---- Given information

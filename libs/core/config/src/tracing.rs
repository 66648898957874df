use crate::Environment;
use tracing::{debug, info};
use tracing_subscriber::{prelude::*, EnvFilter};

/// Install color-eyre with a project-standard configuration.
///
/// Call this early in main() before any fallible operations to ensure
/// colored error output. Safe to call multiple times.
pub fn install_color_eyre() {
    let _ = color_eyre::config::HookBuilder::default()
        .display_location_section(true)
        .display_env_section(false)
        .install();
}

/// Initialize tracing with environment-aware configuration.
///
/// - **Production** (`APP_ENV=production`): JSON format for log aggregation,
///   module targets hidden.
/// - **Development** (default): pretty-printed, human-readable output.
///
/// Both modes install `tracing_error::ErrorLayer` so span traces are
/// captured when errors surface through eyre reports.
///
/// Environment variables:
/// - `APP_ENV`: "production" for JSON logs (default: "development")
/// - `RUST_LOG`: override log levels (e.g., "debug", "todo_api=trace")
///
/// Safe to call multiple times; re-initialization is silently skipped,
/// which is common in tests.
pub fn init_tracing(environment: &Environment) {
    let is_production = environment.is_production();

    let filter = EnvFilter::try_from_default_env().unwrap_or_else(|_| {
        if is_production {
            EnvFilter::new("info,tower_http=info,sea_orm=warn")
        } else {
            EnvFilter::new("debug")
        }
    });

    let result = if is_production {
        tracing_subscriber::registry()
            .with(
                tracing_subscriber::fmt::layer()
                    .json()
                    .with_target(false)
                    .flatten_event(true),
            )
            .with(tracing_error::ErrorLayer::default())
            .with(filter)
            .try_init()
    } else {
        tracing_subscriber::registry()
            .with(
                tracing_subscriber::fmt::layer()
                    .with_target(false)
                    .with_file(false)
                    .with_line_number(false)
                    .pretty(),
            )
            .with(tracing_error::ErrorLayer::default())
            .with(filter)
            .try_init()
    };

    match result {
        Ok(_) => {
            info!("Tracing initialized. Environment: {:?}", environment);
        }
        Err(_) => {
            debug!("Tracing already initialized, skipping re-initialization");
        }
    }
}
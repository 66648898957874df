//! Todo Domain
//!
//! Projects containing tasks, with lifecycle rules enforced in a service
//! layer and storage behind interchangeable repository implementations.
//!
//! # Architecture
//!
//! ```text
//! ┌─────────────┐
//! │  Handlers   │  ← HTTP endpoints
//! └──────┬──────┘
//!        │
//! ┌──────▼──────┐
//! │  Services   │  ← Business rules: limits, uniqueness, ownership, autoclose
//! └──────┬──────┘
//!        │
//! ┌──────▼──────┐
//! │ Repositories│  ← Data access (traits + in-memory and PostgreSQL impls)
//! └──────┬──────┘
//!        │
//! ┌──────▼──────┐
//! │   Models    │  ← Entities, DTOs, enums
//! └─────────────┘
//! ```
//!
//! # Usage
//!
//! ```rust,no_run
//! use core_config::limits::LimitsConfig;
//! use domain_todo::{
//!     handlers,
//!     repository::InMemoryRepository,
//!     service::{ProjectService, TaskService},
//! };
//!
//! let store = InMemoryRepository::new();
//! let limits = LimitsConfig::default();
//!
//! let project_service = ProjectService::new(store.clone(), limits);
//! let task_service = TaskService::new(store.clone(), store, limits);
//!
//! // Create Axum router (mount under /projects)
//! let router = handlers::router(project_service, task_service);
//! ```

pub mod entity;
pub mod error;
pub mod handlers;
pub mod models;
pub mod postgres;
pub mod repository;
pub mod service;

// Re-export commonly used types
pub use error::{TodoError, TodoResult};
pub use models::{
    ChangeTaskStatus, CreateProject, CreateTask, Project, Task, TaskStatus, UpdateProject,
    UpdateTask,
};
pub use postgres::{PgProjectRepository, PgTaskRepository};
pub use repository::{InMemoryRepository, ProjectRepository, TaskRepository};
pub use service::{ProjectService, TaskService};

--------
---- Given information

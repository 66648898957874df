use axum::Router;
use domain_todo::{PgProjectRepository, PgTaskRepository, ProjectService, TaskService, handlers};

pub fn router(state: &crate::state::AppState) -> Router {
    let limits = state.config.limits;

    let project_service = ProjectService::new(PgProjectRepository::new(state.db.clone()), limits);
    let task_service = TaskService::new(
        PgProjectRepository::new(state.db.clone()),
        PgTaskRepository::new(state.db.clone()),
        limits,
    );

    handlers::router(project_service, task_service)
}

--------
---- Given information

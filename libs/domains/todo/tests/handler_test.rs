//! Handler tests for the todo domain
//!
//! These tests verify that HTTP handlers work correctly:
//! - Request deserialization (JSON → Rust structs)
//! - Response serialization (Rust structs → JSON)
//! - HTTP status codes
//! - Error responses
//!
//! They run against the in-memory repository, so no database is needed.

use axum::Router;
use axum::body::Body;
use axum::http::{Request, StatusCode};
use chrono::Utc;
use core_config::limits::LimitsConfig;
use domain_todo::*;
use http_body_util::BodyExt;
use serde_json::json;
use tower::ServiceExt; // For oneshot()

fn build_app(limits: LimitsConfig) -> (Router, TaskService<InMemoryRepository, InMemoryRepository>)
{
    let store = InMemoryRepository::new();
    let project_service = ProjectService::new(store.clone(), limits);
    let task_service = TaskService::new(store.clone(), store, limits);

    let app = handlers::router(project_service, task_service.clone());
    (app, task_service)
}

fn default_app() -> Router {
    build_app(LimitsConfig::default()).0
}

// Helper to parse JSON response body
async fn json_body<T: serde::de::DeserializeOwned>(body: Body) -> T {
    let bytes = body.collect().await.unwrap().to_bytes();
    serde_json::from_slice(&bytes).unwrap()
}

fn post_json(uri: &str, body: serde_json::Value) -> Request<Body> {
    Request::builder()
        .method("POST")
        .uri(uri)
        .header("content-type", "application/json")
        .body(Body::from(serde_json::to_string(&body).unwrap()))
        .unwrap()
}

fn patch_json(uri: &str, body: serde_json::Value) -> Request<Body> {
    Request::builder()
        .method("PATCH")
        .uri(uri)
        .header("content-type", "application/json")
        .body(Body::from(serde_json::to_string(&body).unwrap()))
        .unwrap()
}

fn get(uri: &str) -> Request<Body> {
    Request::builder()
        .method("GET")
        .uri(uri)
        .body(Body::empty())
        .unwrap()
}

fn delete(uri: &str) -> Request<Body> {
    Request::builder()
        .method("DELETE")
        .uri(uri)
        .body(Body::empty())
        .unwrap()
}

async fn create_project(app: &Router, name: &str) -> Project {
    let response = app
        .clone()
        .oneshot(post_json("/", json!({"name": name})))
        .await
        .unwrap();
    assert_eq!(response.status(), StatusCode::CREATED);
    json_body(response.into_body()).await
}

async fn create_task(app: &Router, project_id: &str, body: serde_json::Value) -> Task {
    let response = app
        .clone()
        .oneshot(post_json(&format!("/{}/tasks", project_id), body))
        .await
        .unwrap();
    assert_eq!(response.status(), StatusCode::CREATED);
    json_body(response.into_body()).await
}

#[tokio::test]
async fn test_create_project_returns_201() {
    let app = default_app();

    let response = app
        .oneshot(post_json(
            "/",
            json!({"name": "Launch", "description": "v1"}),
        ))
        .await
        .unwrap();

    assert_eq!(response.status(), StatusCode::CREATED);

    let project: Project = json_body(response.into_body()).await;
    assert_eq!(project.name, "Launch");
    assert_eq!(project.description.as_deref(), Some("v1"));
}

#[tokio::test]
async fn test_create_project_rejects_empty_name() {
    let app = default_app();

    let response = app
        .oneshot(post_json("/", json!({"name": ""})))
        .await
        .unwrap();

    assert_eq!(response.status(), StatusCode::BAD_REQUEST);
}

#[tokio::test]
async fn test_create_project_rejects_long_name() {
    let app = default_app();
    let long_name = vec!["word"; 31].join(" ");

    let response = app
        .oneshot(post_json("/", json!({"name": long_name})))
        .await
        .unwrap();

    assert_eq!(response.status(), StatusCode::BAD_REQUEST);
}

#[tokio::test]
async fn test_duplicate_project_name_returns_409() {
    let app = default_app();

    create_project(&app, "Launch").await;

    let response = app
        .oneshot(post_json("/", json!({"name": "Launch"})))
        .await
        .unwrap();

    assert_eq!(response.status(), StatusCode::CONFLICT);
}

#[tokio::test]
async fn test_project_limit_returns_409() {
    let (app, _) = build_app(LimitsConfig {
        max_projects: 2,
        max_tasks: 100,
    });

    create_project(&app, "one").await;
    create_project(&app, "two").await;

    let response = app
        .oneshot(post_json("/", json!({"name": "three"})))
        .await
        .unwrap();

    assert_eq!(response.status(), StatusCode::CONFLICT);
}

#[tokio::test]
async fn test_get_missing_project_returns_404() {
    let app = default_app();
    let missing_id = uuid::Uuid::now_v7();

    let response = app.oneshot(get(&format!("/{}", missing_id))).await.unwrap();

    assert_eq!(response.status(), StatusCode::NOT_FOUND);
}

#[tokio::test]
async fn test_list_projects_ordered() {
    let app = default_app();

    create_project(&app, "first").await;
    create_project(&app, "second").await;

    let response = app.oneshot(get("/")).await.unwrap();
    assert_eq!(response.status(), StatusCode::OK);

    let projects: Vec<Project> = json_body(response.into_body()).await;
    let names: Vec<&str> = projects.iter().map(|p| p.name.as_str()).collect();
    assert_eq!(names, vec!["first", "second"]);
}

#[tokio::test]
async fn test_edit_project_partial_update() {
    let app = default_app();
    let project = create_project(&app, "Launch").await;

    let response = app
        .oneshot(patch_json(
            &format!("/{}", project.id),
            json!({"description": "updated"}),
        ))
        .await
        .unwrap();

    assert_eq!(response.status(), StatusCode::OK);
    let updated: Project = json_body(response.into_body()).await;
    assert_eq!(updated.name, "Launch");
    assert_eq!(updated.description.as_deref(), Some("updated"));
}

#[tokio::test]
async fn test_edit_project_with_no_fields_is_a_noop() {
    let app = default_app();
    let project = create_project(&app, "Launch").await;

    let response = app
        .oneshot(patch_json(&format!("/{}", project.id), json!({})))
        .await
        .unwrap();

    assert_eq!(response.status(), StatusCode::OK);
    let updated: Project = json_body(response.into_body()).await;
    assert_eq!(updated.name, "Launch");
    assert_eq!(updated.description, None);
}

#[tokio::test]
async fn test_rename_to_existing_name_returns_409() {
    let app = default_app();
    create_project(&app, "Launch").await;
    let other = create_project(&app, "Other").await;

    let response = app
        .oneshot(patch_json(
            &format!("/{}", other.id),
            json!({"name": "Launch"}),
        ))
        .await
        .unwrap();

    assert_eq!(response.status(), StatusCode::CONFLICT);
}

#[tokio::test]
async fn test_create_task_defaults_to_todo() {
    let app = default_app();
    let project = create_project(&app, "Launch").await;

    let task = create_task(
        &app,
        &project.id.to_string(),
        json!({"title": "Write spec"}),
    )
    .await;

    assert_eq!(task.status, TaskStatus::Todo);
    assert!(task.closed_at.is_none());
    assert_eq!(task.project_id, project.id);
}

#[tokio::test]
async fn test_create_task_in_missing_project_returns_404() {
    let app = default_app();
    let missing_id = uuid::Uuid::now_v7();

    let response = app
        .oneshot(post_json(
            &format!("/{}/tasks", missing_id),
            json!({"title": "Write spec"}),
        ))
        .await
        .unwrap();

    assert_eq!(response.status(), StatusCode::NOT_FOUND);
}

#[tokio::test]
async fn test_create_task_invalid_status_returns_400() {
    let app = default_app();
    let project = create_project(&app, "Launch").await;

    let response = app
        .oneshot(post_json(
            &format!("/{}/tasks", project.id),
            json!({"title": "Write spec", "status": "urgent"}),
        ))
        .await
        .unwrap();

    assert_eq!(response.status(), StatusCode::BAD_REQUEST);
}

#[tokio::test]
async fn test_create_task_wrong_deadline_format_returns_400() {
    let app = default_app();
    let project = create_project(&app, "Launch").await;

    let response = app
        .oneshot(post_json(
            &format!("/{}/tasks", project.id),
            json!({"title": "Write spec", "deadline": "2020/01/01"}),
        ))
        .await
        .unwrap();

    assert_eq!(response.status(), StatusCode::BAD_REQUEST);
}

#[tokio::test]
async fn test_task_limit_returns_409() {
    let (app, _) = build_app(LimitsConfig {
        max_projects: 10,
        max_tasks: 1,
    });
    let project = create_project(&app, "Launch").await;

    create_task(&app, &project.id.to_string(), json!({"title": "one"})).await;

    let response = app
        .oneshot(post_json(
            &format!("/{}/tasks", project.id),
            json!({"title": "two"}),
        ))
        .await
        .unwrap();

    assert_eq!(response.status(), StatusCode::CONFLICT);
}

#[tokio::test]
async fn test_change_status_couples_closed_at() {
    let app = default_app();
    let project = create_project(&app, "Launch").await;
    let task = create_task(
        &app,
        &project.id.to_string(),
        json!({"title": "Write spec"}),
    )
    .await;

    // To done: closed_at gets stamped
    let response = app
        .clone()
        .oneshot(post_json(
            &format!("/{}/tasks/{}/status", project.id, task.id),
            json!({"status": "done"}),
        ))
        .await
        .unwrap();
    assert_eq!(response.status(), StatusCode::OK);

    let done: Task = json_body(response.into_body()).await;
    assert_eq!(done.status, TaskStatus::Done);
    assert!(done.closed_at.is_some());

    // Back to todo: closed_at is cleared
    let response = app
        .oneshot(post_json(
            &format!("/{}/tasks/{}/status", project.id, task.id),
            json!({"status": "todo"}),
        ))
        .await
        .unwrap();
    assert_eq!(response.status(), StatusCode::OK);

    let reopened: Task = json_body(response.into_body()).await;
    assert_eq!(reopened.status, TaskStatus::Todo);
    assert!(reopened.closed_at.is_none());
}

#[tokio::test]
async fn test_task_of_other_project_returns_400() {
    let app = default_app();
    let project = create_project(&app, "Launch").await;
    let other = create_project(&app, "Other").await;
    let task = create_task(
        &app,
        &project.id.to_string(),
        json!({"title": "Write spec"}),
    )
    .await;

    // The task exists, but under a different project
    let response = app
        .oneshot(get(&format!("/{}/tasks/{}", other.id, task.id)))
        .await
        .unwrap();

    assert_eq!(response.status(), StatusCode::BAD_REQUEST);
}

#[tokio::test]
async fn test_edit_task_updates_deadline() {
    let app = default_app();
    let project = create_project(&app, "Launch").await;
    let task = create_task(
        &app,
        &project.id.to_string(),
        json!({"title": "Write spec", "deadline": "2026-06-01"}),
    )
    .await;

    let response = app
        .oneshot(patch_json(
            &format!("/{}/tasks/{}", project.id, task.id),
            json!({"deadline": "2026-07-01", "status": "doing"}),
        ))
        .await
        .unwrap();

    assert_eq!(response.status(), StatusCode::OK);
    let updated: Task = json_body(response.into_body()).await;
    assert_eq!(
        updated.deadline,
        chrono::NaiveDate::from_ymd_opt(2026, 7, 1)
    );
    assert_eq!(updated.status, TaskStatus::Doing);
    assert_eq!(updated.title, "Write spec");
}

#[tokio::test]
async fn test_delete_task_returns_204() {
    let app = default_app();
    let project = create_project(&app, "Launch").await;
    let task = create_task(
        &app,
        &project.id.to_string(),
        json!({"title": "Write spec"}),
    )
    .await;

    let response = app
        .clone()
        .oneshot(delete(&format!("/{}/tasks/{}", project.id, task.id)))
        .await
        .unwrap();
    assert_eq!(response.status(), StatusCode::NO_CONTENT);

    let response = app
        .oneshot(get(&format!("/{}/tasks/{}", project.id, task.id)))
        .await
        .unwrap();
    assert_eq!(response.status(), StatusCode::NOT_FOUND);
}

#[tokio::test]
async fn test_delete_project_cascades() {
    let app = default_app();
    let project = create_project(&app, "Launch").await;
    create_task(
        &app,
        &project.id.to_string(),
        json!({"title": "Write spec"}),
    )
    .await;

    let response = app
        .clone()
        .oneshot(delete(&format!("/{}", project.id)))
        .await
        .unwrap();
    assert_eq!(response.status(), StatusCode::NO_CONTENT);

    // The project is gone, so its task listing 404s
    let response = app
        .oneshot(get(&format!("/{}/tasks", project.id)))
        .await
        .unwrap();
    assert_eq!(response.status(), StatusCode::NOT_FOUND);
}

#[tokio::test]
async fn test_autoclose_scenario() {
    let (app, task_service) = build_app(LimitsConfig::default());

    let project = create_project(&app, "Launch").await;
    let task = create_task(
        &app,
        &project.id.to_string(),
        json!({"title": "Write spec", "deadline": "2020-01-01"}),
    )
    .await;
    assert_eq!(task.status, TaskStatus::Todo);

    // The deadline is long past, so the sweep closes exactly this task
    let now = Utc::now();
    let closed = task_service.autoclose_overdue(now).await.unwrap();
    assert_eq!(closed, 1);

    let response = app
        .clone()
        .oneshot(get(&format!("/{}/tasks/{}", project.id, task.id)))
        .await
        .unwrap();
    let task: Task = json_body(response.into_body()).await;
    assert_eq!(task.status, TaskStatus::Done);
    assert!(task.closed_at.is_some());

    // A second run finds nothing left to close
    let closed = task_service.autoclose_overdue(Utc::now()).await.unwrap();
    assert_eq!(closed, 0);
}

--------

# To do:
Scan the data for lines containing "tests" and copy all of them.

# Task output:
/// which is common in tests.
filename libs/domains/todo/tests/handler_test.rs
//! Handler tests for the todo domain
//! These tests verify that HTTP handlers work correctly:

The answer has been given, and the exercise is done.